| Work to be completed |
Report each line below that carries the word "from".

| Given entries |

//! # Recurrent Layers for Sequence Processing
//!
//! [`StackedRnn`] runs a stack of [`RecurrentCell`](crate::cells::RecurrentCell)s
//! over a batch of sequences, handling state initialization, threading and
//! (optionally) persistence across calls.
//!
//! ## Tensor Shapes
//!
//! | Tensor | Shape |
//! |--------|-------|
//! | input | `[batch, time, features]` |
//! | mask | `[batch, time]` (bool) |
//! | output, `return_sequences = false` | `[batch, output_size]` |
//! | output, `return_sequences = true` | `[batch, time, output_size]` |
//!
//! ## Common Patterns
//!
//! ### Sequence classification (last output only)
//!
//! ```ignore
//! let mut rnn = StackedRnn::<Backend>::new(RnnConfig::new())
//!     .with_cell(GruCell::new(input_size, 64, &device));
//!
//! let result = rnn.forward(input, None, None)?;
//! let last = result.output.into_last(); // [batch, 64]
//! ```
//!
//! ### Explicit initial state
//!
//! ```ignore
//! let mut rnn = StackedRnn::<Backend>::new(RnnConfig::new().with_return_state(true))
//!     .with_cell(LstmCell::new(input_size, 32, &device));
//!
//! let first = rnn.forward(batch1, None, None)?;
//! let second = rnn.forward(batch2, first.final_state, None)?;
//! ```
//!
//! ### Stateful processing
//!
//! ```ignore
//! let mut rnn = StackedRnn::<Backend>::new(RnnConfig::new().with_stateful(true))
//!     .with_cell(SimpleRnnCell::new(input_size, 16, &device));
//!
//! rnn.forward(chunk1, None, None)?; // starts from zeros
//! rnn.forward(chunk2, None, None)?; // continues from chunk1's final state
//! rnn.reset_states();               // back to zeros
//! ```

pub mod stacked;

pub use stacked::{RnnConfig, RnnForward, RnnOutput, StackedRnn, StateBundle};
//! # Recurrent Cell Implementations
//!
//! A cell computes one recurrence step: it maps the input at time `t` and its own
//! state from `t - 1` to an output and a new state. Cells never see a whole
//! sequence; the [`StackedRnn`](crate::rnn::StackedRnn) processor drives them
//! over time and through the stack.
//!
//! ## Cell Types
//!
//! | Cell | State | Description |
//! |------|-------|-------------|
//! | [`SimpleRnnCell`] | single | `h' = act(x·K + h·R + b)` |
//! | [`GruCell`] | single | Gated recurrent unit, reset gate after the recurrent matmul |
//! | [`LstmCell`] | `(h, c)` | Long short-term memory with unit forget bias |
//!
//! Any type implementing [`RecurrentCell`] can be stacked, including cells
//! defined outside this crate.
//!
//! ## Tensor Shapes
//!
//! | Tensor | Shape |
//! |--------|-------|
//! | `input` | `[batch, input_size]` |
//! | each state tensor | `[batch, state_size[i]]` |
//! | `output` | `[batch, output_size]` |

pub mod gru_cell;
pub mod lstm_cell;
pub mod simple_rnn_cell;

pub use gru_cell::{GruCell, GruCellConfig};
pub use lstm_cell::{LstmCell, LstmCellConfig};
pub use simple_rnn_cell::{SimpleRnnCell, SimpleRnnCellConfig};

use burn::tensor::backend::Backend;
use burn::tensor::Tensor;

use crate::error::{NnError, Result};

/// Declared state layout of a cell.
#[derive(Debug, Clone, PartialEq, Eq)]
pub enum StateSize {
    /// The state is one tensor of this width.
    Single(usize),
    /// The state is an ordered tuple of tensors with these widths.
    Multi(Vec<usize>),
}

impl StateSize {
    /// Number of tensors making up the state.
    pub fn arity(&self) -> usize {
        match self {
            Self::Single(_) => 1,
            Self::Multi(sizes) => sizes.len(),
        }
    }

    /// Width of every state tensor, in order.
    pub fn sizes(&self) -> Vec<usize> {
        match self {
            Self::Single(size) => vec![*size],
            Self::Multi(sizes) => sizes.clone(),
        }
    }
}

/// Runtime state of one cell, shaped after its [`StateSize`].
#[derive(Debug, Clone)]
pub enum CellState<B: Backend> {
    Single(Tensor<B, 2>),
    Multi(Vec<Tensor<B, 2>>),
}

impl<B: Backend> CellState<B> {
    /// Zero state for `batch_size` rows.
    pub fn zeros(size: &StateSize, batch_size: usize, device: &B::Device) -> Self {
        match size {
            StateSize::Single(units) => Self::Single(Tensor::zeros([batch_size, *units], device)),
            StateSize::Multi(sizes) => Self::Multi(
                sizes
                    .iter()
                    .map(|units| Tensor::zeros([batch_size, *units], device))
                    .collect(),
            ),
        }
    }

    pub fn arity(&self) -> usize {
        match self {
            Self::Single(_) => 1,
            Self::Multi(tensors) => tensors.len(),
        }
    }

    /// Borrow the state tensors in order.
    pub fn tensors(&self) -> Vec<&Tensor<B, 2>> {
        match self {
            Self::Single(tensor) => vec![tensor],
            Self::Multi(tensors) => tensors.iter().collect(),
        }
    }

    pub fn into_tensors(self) -> Vec<Tensor<B, 2>> {
        match self {
            Self::Single(tensor) => vec![tensor],
            Self::Multi(tensors) => tensors,
        }
    }

    /// Take the first state tensor, the one a single-state cell reads.
    pub fn into_primary(self) -> Option<Tensor<B, 2>> {
        match self {
            Self::Single(tensor) => Some(tensor),
            Self::Multi(tensors) => tensors.into_iter().next(),
        }
    }

    /// The state tensor of a single-state cell.
    pub fn as_single(&self) -> Option<&Tensor<B, 2>> {
        match self {
            Self::Single(tensor) => Some(tensor),
            Self::Multi(_) => None,
        }
    }

    /// Apply `f` to every state tensor, keeping the layout.
    pub fn map(self, mut f: impl FnMut(Tensor<B, 2>) -> Tensor<B, 2>) -> Self {
        match self {
            Self::Single(tensor) => Self::Single(f(tensor)),
            Self::Multi(tensors) => Self::Multi(tensors.into_iter().map(f).collect()),
        }
    }

    /// Combine two states of the same layout tensor by tensor.
    pub(crate) fn zip_with(
        self,
        other: Self,
        mut f: impl FnMut(Tensor<B, 2>, Tensor<B, 2>) -> Tensor<B, 2>,
    ) -> Self {
        match (self, other) {
            (Self::Single(a), Self::Single(b)) => Self::Single(f(a, b)),
            (a, b) => Self::Multi(
                a.into_tensors()
                    .into_iter()
                    .zip(b.into_tensors())
                    .map(|(x, y)| f(x, y))
                    .collect(),
            ),
        }
    }

    /// Check this state against a cell's declared layout and the batch size.
    ///
    /// A `Single` declaration only accepts a `Single` state; a `Multi` declaration
    /// only accepts a `Multi` state of the same length.
    pub fn validate(&self, size: &StateSize, batch_size: usize, context: &str) -> Result<()> {
        let layout_matches = matches!(
            (self, size),
            (Self::Single(_), StateSize::Single(_)) | (Self::Multi(_), StateSize::Multi(_))
        );
        if !layout_matches || self.arity() != size.arity() {
            return Err(NnError::shape_mismatch(
                format!("{context} (state arity)"),
                vec![size.arity()],
                vec![self.arity()],
            ));
        }

        for (index, (tensor, units)) in self.tensors().into_iter().zip(size.sizes()).enumerate() {
            let dims = tensor.dims();
            if dims != [batch_size, units] {
                return Err(NnError::shape_mismatch(
                    format!("{context} (state tensor {index})"),
                    vec![batch_size, units],
                    dims.to_vec(),
                ));
            }
        }
        Ok(())
    }
}

/// A single recurrence step.
///
/// Implementors declare their input width, output width and state layout; the
/// stacked processor uses these to validate a stack before running it.
pub trait RecurrentCell<B: Backend>: std::fmt::Debug {
    /// Width of the input feature vector.
    fn input_size(&self) -> usize;

    /// Width of the output feature vector.
    fn output_size(&self) -> usize;

    fn state_size(&self) -> StateSize;

    /// Compute one timestep.
    ///
    /// `input` is `[batch, input_size]`; `state` matches [`Self::state_size`].
    fn step(&self, input: Tensor<B, 2>, state: CellState<B>) -> (Tensor<B, 2>, CellState<B>);
}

| Output below |
//! rnn.forward(chunk1, None, None)?; // starts from zeros
//! rnn.forward(chunk2, None, None)?; // continues from chunk1's final state
//! state from `t - 1` to an output and a new state. Cells never see a whole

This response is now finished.